4th December 2017
Daily summary of the latest news and opinions from the world of independent education bought to you by Education Advisers...
Levy on independent schools 'should be set up to bring in more disadvantaged pupils'
According to the Conservative chairman of the education select committee, Robert Halfon not enough is being done to address “social injustice” that is “endemic in every part of our education system”.
His comments come as the Joseph Rowntree Foundation’s annual report on poverty in the UK reveals that the attainment gap between students from rich and poor backgrounds remains stubbornly large.
In a speech to accompany the launch of the report tomorrow, Halfon will put forward potential solutions, which he wants his committee and experts in the education sector to explore. “The current social contract between government and private schools is clearly not working,” he will say.
“The government should radically redefine its relationship with them. It should set up a private schools’ levy to encourage the wealthier private schools to bring in society’s most disadvantaged pupils, which may include free school meal students, children in need or foster children.”
Students drop languages but take maths and nursing
The number of people applying to study modern European languages and literature at university fell by 6.2 per cent this year.
Figures from the Universities and Colleges Admissions Service (Ucas) also show that applications for non-European languages, literature and related subjects fell by 5.1 per cent. Maths was one of six subjects whose popularity grew this year, suggesting that the government’s Stem strategy, promoting maths, science and technology, was working.

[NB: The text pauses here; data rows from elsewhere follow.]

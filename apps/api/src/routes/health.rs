use axum::{extract::State, Json};
use serde_json::{json, Value};

use crate::config::GeneratorBackend;
use crate::state::AppState;

/// GET /health
/// Returns a simple status object with service version.
pub async fn health_handler(State(state): State<AppState>) -> Json<Value> {
    let backend = match state.config.generator_backend() {
        Some(GeneratorBackend::Remote(_)) => "remote",
        Some(GeneratorBackend::Anthropic(_)) => "anthropic",
        None => "none",
    };
    Json(json!({
        "status": "ok",
        "version": env!("CARGO_PKG_VERSION"),
        "service": "cvstudio-api",
        "generator": backend,
        "sessions": state.sessions.count(),
    }))
}
use std::time::Duration;

use axum::{
    extract::{Path, Query, State},
    http::{header, StatusCode},
    response::{IntoResponse, Response},
    Json,
};
use serde::{Deserialize, Serialize};
use serde_json::Value;
use tracing::warn;
use uuid::Uuid;

use crate::document::StoreState;
use crate::errors::{AppError, Remedy};
use crate::export::ExportSnapshot;
use crate::generation::generator::ArtifactFetch;
use crate::identity::SessionCredential;
use crate::models::profile::FieldKey;
use crate::reconcile::MergeReport;
use crate::regeneration::{RegenerationOutcome, RegenerationTarget};
use crate::session::editor::{LogoutReport, PendingView};
use crate::state::AppState;
use crate::tailoring::{GenerationOutcome, TailorOutcome};

#[derive(Deserialize)]
pub struct StartSessionRequest {
    #[serde(default)]
    pub credential: Option<String>,
    #[serde(default)]
    pub sample: bool,
}

#[derive(Debug, Clone, Copy, PartialEq, Eq, Serialize)]
#[serde(rename_all = "snake_case")]
pub enum DocumentSource {
    Identity,
    Sample,
}

/// A recovered failure the client should still tell the user about.
#[derive(Serialize)]
pub struct Notice {
    pub message: String,
    pub remedy: Remedy,
}

#[derive(Serialize)]
pub struct StartSessionResponse {
    pub session_id: Uuid,
    pub authenticated: bool,
    pub source: DocumentSource,
    pub revision: u64,
    #[serde(skip_serializing_if = "Option::is_none")]
    pub merge: Option<MergeReport>,
    #[serde(skip_serializing_if = "Option::is_none")]
    pub notice: Option<Notice>,
}

#[derive(Deserialize)]
pub struct EditRequest {
    pub value: Value,
}

#[derive(Serialize)]
pub struct RevisionResponse {
    pub revision: u64,
}

#[derive(Deserialize)]
pub struct TailorRequestBody {
    pub job_title: String,
}

/// POST /api/v1/sessions
pub async fn handle_start_session(
    State(state): State<AppState>,
    Json(req): Json<StartSessionRequest>,
) -> Result<(StatusCode, Json<StartSessionResponse>), AppError> {
    let credential = match req.credential {
        Some(c) if c.trim().is_empty() => {
            return Err(AppError::Validation("credential must not be blank".into()))
        }
        Some(c) => Some(SessionCredential::new(c)),
        None => None,
    };
    let session = state.sessions.create(credential);

    let mut response = StartSessionResponse {
        session_id: session.id,
        authenticated: session.is_authenticated(),
        source: DocumentSource::Sample,
        revision: 0,
        merge: None,
        notice: None,
    };

    if req.sample || !session.is_authenticated() {
        response.revision = session.use_sample();
    } else {
        match session.import().await {
            Ok(report) => {
                response.source = DocumentSource::Identity;
                response.revision = report.revision;
                response.merge = Some(report);
            }
            Err(e) => {
                warn!("Session {} starts without its profile: {e}", session.id);
                response.revision = session.store().revision();
                response.notice = Some(Notice {
                    message: e.user_message(),
                    remedy: e.remedy(),
                });
            }
        }
    }

    Ok((StatusCode::CREATED, Json(response)))
}

/// GET /api/v1/sessions/:id/document
pub async fn handle_get_document(
    State(state): State<AppState>,
    Path(id): Path<Uuid>,
) -> Result<Json<StoreState>, AppError> {
    Ok(Json(state.sessions.get(id)?.state()))
}

/// Upper bound on one long-poll for document changes.
const WATCH_LIMIT: Duration = Duration::from_secs(25);

#[derive(Deserialize)]
pub struct WatchQuery {
    pub after: u64,
}

/// GET /api/v1/sessions/:id/document/changes?after=<revision>
pub async fn handle_watch_document(
    State(state): State<AppState>,
    Path(id): Path<Uuid>,
    Query(query): Query<WatchQuery>,
) -> Result<Json<StoreState>, AppError> {
    let session = state.sessions.get(id)?;
    Ok(Json(session.wait_for_revision(query.after, WATCH_LIMIT).await))
}

/// PUT /api/v1/sessions/:id/fields/:key
pub async fn handle_edit_field(
    State(state): State<AppState>,
    Path((id, key)): Path<(Uuid, String)>,
    Json(req): Json<EditRequest>,
) -> Result<Json<RevisionResponse>, AppError> {
    let key: FieldKey = key.parse()?;
    let revision = state.sessions.get(id)?.edit_field(key, req.value)?;
    Ok(Json(RevisionResponse { revision }))
}

/// PUT /api/v1/sessions/:id/fields/:key/:index
pub async fn handle_edit_item(
    State(state): State<AppState>,
    Path((id, key, index)): Path<(Uuid, String, usize)>,
    Json(req): Json<EditRequest>,
) -> Result<Json<RevisionResponse>, AppError> {
    let key: FieldKey = key.parse()?;
    let revision = state.sessions.get(id)?.edit_item(key, index, req.value)?;
    Ok(Json(RevisionResponse { revision }))
}

/// POST /api/v1/sessions/:id/import
pub async fn handle_import(
    State(state): State<AppState>,
    Path(id): Path<Uuid>,
) -> Result<Json<MergeReport>, AppError> {
    let report = state.sessions.get(id)?.import().await?;
    Ok(Json(report))
}

/// POST /api/v1/sessions/:id/sample
pub async fn handle_use_sample(
    State(state): State<AppState>,
    Path(id): Path<Uuid>,
) -> Result<Json<RevisionResponse>, AppError> {
    let revision = state.sessions.get(id)?.use_sample();
    Ok(Json(RevisionResponse { revision }))
}

/// POST /api/v1/sessions/:id/regenerate
pub async fn handle_regenerate(
    State(state): State<AppState>,
    Path(id): Path<Uuid>,
    Json(target): Json<RegenerationTarget>,
) -> Result<Json<RegenerationOutcome>, AppError> {
    let outcome = state.sessions.get(id)?.regenerate(target).await?;
    Ok(Json(outcome))
}

/// GET /api/v1/sessions/:id/pending
pub async fn handle_pending(
    State(state): State<AppState>,
    Path(id): Path<Uuid>,
) -> Result<Json<PendingView>, AppError> {
    Ok(Json(state.sessions.get(id)?.pending()))
}

/// POST /api/v1/sessions/:id/tailor
pub async fn handle_tailor(
    State(state): State<AppState>,
    Path(id): Path<Uuid>,
    Json(req): Json<TailorRequestBody>,
) -> Result<Json<TailorOutcome>, AppError> {
    let outcome = state.sessions.get(id)?.tailor(&req.job_title).await?;
    Ok(Json(outcome))
}

/// POST /api/v1/sessions/:id/generate
pub async fn handle_generate(
    State(state): State<AppState>,
    Path(id): Path<Uuid>,
) -> Result<Json<GenerationOutcome>, AppError> {
    let outcome = state.sessions.get(id)?.generate().await?;
    Ok(Json(outcome))
}

/// GET /api/v1/sessions/:id/export
pub async fn handle_export(
    State(state): State<AppState>,
    Path(id): Path<Uuid>,
) -> Result<Json<ExportSnapshot>, AppError> {
    Ok(Json(state.sessions.get(id)?.export()))
}

/// GET /api/v1/sessions/:id/artifact
pub async fn handle_artifact(
    State(state): State<AppState>,
    Path(id): Path<Uuid>,
) -> Result<Response, AppError> {
    match state.sessions.get(id)?.fetch_artifact().await? {
        ArtifactFetch::Ready(body) => {
            Ok(([(header::CONTENT_TYPE, "application/pdf")], body).into_response())
        }
        ArtifactFetch::NotGenerated => Err(AppError::NotFound(
            "No CV has been generated yet. Generate one first.".into(),
        )),
    }
}

/// POST /api/v1/sessions/:id/logout
pub async fn handle_logout(
    State(state): State<AppState>,
    Path(id): Path<Uuid>,
) -> Result<Json<LogoutReport>, AppError> {
    let report = state.sessions.remove(id)?.logout().await;
    Ok(Json(report))
}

The top five subject groups by acceptances were business and administration; subjects allied to medicine; biological sciences; social studies; and creative arts and design.
The Ucas figures also show big gender differences. In computing, another growth area, six men were accepted on to computer science courses for every woman and more than six women were accepted on teacher training courses for every man.
Nursing acceptances were also high despite a big fall in applications, particularly among older candidates. The number of students accepted on to nursing courses this year was 28,620, the second highest figure on record and a fall of just 0.9 per cent from last year. However, this was despite applications falling by 18 per cent after an NHS bursary was scrapped, meaning that nursing students must now pay tuition fees.